══ Working data

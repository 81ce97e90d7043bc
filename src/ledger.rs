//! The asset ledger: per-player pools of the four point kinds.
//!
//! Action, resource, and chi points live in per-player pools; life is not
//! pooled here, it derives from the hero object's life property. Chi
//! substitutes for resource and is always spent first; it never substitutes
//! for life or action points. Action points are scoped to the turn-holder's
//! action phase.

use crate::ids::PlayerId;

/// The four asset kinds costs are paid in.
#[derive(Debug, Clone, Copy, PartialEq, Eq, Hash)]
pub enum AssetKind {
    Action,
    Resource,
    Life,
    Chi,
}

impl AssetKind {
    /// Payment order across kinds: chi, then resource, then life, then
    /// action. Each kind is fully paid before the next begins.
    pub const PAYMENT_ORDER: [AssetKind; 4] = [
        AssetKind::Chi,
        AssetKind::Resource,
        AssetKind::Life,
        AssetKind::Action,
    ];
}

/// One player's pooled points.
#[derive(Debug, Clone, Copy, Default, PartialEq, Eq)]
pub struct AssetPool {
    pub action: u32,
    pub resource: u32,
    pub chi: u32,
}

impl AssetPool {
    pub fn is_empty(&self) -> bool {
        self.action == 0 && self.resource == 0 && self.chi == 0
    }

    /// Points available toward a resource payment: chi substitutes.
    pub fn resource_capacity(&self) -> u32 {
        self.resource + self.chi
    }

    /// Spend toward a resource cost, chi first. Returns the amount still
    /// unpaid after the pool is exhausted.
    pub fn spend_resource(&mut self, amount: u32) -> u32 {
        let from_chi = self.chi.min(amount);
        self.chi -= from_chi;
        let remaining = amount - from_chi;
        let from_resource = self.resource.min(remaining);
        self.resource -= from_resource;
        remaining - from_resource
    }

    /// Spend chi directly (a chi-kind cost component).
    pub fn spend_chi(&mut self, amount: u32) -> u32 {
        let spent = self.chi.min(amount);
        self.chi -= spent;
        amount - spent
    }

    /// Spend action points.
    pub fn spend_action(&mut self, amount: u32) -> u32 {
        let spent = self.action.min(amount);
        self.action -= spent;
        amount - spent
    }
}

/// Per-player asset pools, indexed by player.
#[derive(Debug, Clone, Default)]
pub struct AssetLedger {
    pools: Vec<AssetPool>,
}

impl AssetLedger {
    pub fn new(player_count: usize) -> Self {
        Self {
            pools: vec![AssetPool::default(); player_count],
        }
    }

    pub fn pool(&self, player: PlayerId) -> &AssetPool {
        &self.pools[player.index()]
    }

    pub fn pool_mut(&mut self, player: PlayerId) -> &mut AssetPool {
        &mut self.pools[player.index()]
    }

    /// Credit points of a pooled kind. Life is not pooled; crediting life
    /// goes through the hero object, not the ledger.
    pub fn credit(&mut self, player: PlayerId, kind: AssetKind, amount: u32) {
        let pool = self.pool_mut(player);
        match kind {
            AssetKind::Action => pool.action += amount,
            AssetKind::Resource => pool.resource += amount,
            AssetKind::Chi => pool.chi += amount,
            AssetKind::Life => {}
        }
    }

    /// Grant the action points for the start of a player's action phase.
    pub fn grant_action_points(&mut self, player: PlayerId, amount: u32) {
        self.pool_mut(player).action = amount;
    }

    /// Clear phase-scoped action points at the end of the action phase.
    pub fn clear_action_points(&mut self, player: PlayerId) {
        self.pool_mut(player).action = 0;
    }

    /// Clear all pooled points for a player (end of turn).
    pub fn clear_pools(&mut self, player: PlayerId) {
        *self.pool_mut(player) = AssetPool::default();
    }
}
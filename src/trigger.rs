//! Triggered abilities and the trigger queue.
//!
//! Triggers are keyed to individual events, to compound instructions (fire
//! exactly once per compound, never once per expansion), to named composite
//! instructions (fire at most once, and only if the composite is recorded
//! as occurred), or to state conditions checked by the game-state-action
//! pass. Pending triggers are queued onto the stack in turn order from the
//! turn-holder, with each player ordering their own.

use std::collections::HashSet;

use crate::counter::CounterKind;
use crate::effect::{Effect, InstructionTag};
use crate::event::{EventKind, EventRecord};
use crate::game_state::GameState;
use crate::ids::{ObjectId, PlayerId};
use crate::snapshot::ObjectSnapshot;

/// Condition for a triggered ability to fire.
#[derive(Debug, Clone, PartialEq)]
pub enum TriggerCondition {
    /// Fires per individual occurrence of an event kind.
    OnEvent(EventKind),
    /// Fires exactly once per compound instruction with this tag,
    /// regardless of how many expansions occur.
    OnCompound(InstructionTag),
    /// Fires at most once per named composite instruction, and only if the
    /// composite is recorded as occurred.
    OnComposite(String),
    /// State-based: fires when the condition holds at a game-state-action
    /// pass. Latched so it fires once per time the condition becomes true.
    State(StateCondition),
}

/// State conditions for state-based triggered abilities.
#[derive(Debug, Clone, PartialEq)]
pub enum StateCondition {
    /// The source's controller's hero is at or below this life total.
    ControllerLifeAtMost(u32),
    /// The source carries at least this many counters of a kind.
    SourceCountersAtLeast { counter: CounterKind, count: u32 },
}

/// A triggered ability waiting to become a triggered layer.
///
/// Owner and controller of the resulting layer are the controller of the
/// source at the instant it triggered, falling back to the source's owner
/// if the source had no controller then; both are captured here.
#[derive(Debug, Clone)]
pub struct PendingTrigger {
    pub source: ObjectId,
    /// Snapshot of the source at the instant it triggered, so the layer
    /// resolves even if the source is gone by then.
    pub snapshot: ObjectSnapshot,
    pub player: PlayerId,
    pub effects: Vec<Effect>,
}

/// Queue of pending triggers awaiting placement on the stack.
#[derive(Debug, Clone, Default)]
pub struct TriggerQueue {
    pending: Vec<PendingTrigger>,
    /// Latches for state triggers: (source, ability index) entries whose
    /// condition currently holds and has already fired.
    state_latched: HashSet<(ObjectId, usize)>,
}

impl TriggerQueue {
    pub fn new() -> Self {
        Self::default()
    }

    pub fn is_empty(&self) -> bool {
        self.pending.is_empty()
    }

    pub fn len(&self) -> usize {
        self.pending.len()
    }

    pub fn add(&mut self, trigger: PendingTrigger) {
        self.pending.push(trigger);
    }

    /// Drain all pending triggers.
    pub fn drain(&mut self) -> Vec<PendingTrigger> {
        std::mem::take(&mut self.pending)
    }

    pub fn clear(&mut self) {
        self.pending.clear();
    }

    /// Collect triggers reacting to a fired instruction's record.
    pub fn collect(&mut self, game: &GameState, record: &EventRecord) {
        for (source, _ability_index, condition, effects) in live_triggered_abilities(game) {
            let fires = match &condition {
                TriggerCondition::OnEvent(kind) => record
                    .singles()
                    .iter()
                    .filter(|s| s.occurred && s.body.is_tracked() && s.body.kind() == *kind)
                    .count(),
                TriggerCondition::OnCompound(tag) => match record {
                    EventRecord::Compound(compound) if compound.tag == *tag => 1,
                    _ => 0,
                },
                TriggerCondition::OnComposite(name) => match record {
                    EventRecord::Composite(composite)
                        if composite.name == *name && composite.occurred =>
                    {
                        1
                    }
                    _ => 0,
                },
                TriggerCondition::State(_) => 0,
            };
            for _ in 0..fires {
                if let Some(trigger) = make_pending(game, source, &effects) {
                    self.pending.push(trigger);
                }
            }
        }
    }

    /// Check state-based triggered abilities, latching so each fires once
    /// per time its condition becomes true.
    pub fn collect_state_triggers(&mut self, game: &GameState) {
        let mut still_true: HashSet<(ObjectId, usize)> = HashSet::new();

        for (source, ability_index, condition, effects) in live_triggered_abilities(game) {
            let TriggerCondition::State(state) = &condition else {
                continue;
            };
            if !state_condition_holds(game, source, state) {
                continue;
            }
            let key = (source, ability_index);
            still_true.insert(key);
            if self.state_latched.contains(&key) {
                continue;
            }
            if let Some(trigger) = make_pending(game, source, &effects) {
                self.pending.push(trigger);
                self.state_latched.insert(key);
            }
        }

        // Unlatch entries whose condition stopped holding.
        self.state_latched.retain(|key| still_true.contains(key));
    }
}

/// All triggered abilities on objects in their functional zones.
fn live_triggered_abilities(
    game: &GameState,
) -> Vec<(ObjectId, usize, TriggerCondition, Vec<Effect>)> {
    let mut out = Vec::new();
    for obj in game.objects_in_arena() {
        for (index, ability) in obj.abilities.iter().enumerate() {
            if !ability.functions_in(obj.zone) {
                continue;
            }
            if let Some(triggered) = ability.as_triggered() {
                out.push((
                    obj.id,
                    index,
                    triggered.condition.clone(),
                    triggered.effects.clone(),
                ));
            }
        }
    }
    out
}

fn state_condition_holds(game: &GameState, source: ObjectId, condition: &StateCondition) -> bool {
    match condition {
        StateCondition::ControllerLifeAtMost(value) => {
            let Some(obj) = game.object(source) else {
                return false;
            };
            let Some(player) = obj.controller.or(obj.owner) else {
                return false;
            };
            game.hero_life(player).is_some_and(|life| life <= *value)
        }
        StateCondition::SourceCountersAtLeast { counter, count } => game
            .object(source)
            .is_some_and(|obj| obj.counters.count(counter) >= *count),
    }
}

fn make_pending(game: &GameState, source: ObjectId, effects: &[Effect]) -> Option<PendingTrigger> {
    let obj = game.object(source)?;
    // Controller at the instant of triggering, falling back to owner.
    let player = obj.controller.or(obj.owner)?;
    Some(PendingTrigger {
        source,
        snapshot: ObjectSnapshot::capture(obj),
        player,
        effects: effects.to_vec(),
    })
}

════

Repeat the lines from the first one in the records through the line containing "are paid in.", exactly as written, and nothing else.

repository 81ce97e90d7043bc
filename src/ledger.rs
//! The asset ledger: per-player pools of the four point kinds.
//!
//! Action, resource, and chi points live in per-player pools; life is not
//! pooled here, it derives from the hero object's life property. Chi
//! substitutes for resource and is always spent first; it never substitutes
//! for life or action points. Action points are scoped to the turn-holder's
//! action phase.

use crate::ids::PlayerId;

/// The four asset kinds costs are paid in.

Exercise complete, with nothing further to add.